Stored items:
◆ ◆ ◆ ◆

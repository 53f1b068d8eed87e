//! Masking for `slog` pipelines.
//!
//! This module exists to put a [`Redactor`] in front of any `slog::Drain`.
//! [`RedactingDrain`] collects a record's key/values and the logger's owned
//! key/values, masks them, and hands the wrapped drain a rebuilt record whose
//! only key/values are the masked ones.
//!
//! It is responsible for:
//! - Keeping message, level, tag, location and key order of the record.
//! - Deferring the walk of nested (`slog::Serde`) values until the wrapped
//!   drain serializes them.
//! - Failing serialization, never emitting the raw value, when a nested value
//!   cannot be masked under the `reject` policy.
//!
//! It does not build loggers, filter levels, or format output.

use std::{fmt::Arguments, sync::Mutex};

use serde::{Serialize, ser::Error as _};
use serde_json::Value as JsonValue;
use slog::{
    BorrowedKV, Drain, KV, Key, Level, OwnedKVList, Record, RecordLocation, RecordStatic,
    SerdeValue, Serializer,
};
use thiserror::Error;

use crate::{
    config::RedactionConfig,
    encoder::{FieldValue, Redactor},
    error::RedactError,
    value::StructuredValue,
};

/// Failure of a [`RedactingDrain`].
#[derive(Debug, Error)]
pub enum DrainError<E> {
    /// A key/value of the incoming record failed to serialize.
    #[error("failed to collect record key/values: {0}")]
    Collect(slog::Error),
    /// The wrapped drain failed.
    #[error("wrapped drain failed: {0}")]
    Drain(E),
}

/// A drain decorator that masks sensitive key/values.
pub struct RedactingDrain<D> {
    drain: D,
    redactor: Redactor,
    empty: OwnedKVList,
}

impl<D> RedactingDrain<D> {
    pub fn new(drain: D, redactor: Redactor) -> Self {
        Self {
            drain,
            redactor,
            empty: OwnedKVList::from(slog::o!()),
        }
    }

    pub fn from_config(drain: D, config: &RedactionConfig) -> Self {
        Self::new(drain, config.build())
    }

    pub fn redactor(&self) -> &Redactor {
        &self.redactor
    }

    pub fn into_inner(self) -> D {
        self.drain
    }
}

impl<D: Drain> Drain for RedactingDrain<D> {
    type Ok = D::Ok;
    type Err = DrainError<D::Err>;

    fn log(&self, record: &Record<'_>, values: &OwnedKVList) -> Result<Self::Ok, Self::Err> {
        if !self.redactor.is_active() {
            return self.drain.log(record, values).map_err(DrainError::Drain);
        }

        let mut collector = FieldCollector::default();
        record
            .kv()
            .serialize(record, &mut collector)
            .and_then(|()| values.serialize(record, &mut collector))
            .map_err(|err| {
                tracing::warn!(error = %err, "slog record dropped: key/values could not be collected");
                DrainError::Collect(err)
            })?;

        let masker = self.redactor.masker();
        let kv = RedactedKv(
            collector
                .fields
                .into_iter()
                .map(|(key, value)| (key, Redactor::redact_value(&masker, key, value)))
                .collect(),
        );

        let location = RecordLocation {
            file: record.file(),
            line: record.line(),
            column: record.column(),
            function: record.function(),
            module: record.module(),
        };
        let rstatic = RecordStatic {
            location: &location,
            tag: record.tag(),
            level: record.level(),
        };
        let redacted = Record::new(&rstatic, record.msg(), BorrowedKV(&kv));
        self.drain
            .log(&redacted, &self.empty)
            .map_err(DrainError::Drain)
    }

    fn is_enabled(&self, level: Level) -> bool {
        self.drain.is_enabled(level)
    }
}

/// Turns key/values into field values.
#[derive(Default)]
struct FieldCollector {
    fields: Vec<(Key, FieldValue)>,
}

impl FieldCollector {
    fn push(&mut self, key: Key, value: FieldValue) -> slog::Result {
        self.fields.push((key, value));
        Ok(())
    }
}

impl Serializer for FieldCollector {
    fn emit_arguments(&mut self, key: Key, val: &Arguments<'_>) -> slog::Result {
        self.push(key, FieldValue::Str(val.to_string()))
    }

    fn emit_str(&mut self, key: Key, val: &str) -> slog::Result {
        self.push(key, FieldValue::Str(val.to_owned()))
    }

    fn emit_char(&mut self, key: Key, val: char) -> slog::Result {
        self.push(key, FieldValue::Str(val.to_string()))
    }

    fn emit_bool(&mut self, key: Key, val: bool) -> slog::Result {
        self.push(key, FieldValue::Bool(val))
    }

    fn emit_usize(&mut self, key: Key, val: usize) -> slog::Result {
        let val = u64::try_from(val).map_err(|_| slog::Error::Other)?;
        self.push(key, FieldValue::U64(val))
    }

    fn emit_isize(&mut self, key: Key, val: isize) -> slog::Result {
        let val = i64::try_from(val).map_err(|_| slog::Error::Other)?;
        self.push(key, FieldValue::I64(val))
    }

    fn emit_u8(&mut self, key: Key, val: u8) -> slog::Result {
        self.push(key, FieldValue::U64(val.into()))
    }

    fn emit_i8(&mut self, key: Key, val: i8) -> slog::Result {
        self.push(key, FieldValue::I64(val.into()))
    }

    fn emit_u16(&mut self, key: Key, val: u16) -> slog::Result {
        self.push(key, FieldValue::U64(val.into()))
    }

    fn emit_i16(&mut self, key: Key, val: i16) -> slog::Result {
        self.push(key, FieldValue::I64(val.into()))
    }

    fn emit_u32(&mut self, key: Key, val: u32) -> slog::Result {
        self.push(key, FieldValue::U64(val.into()))
    }

    fn emit_i32(&mut self, key: Key, val: i32) -> slog::Result {
        self.push(key, FieldValue::I64(val.into()))
    }

    fn emit_u64(&mut self, key: Key, val: u64) -> slog::Result {
        self.push(key, FieldValue::U64(val))
    }

    fn emit_i64(&mut self, key: Key, val: i64) -> slog::Result {
        self.push(key, FieldValue::I64(val))
    }

    fn emit_f32(&mut self, key: Key, val: f32) -> slog::Result {
        self.push(key, FieldValue::F64(val.into()))
    }

    fn emit_f64(&mut self, key: Key, val: f64) -> slog::Result {
        self.push(key, FieldValue::F64(val))
    }

    fn emit_unit(&mut self, key: Key) -> slog::Result {
        self.push(key, FieldValue::Null)
    }

    fn emit_none(&mut self, key: Key) -> slog::Result {
        self.push(key, FieldValue::Null)
    }

    fn emit_serde(&mut self, key: Key, value: &dyn SerdeValue) -> slog::Result {
        let owned = SlogSerde(Mutex::new(value.to_sendable()));
        self.push(key, FieldValue::Structured(StructuredValue::opaque(owned)))
    }
}

/// An owned nested slog value, canonicalized only when it is masked.
struct SlogSerde(Mutex<Box<dyn SerdeValue + Send>>);

impl Serialize for SlogSerde {
    fn serialize<S: serde::Serializer>(&self, serializer: S) -> Result<S::Ok, S::Error> {
        let value = self
            .0
            .lock()
            .map_err(|_| S::Error::custom("nested slog value lock poisoned"))?;
        Serialize::serialize(value.as_serde(), serializer)
    }
}

struct RedactedKv(Vec<(Key, FieldValue)>);

impl KV for RedactedKv {
    fn serialize(&self, record: &Record<'_>, serializer: &mut dyn Serializer) -> slog::Result {
        for (key, value) in &self.0 {
            emit_field(*key, value, record, serializer)?;
        }
        Ok(())
    }
}

fn emit_field(
    key: Key,
    value: &FieldValue,
    record: &Record<'_>,
    serializer: &mut dyn Serializer,
) -> slog::Result {
    match value {
        FieldValue::Str(s) => serializer.emit_str(key, s),
        FieldValue::I64(n) => serializer.emit_i64(key, *n),
        FieldValue::U64(n) => serializer.emit_u64(key, *n),
        FieldValue::F64(n) => serializer.emit_f64(key, *n),
        FieldValue::Bool(b) => serializer.emit_bool(key, *b),
        FieldValue::Null => serializer.emit_none(key),
        FieldValue::Bytes(bytes) => serializer.emit_str(key, &String::from_utf8_lossy(bytes)),
        FieldValue::Structured(value) => {
            let json = value
                .to_json()
                .map_err(|err| unmaskable(key, &RedactError::Serialize(err)))?;
            emit_json(key, json, record, serializer)
        }
        FieldValue::Pending(pending) => {
            let json = pending.to_json().map_err(|err| unmaskable(key, &err))?;
            emit_json(key, json, record, serializer)
        }
    }
}

fn emit_json(
    key: Key,
    json: JsonValue,
    record: &Record<'_>,
    serializer: &mut dyn Serializer,
) -> slog::Result {
    slog::Value::serialize(&slog::Serde(json), record, key, serializer)
}

fn unmaskable(key: Key, err: &RedactError) -> slog::Error {
    tracing::warn!(key = %key, error = %err, "slog value dropped: could not be masked");
    slog::Error::Other
}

◆ ◆ ◆ ◆

Scan the records for the string "Mutex" and report each line where it occurs.

use std::{fmt::Arguments, sync::Mutex};
        let owned = SlogSerde(Mutex::new(value.to_sendable()));
struct SlogSerde(Mutex<Box<dyn SerdeValue + Send>>);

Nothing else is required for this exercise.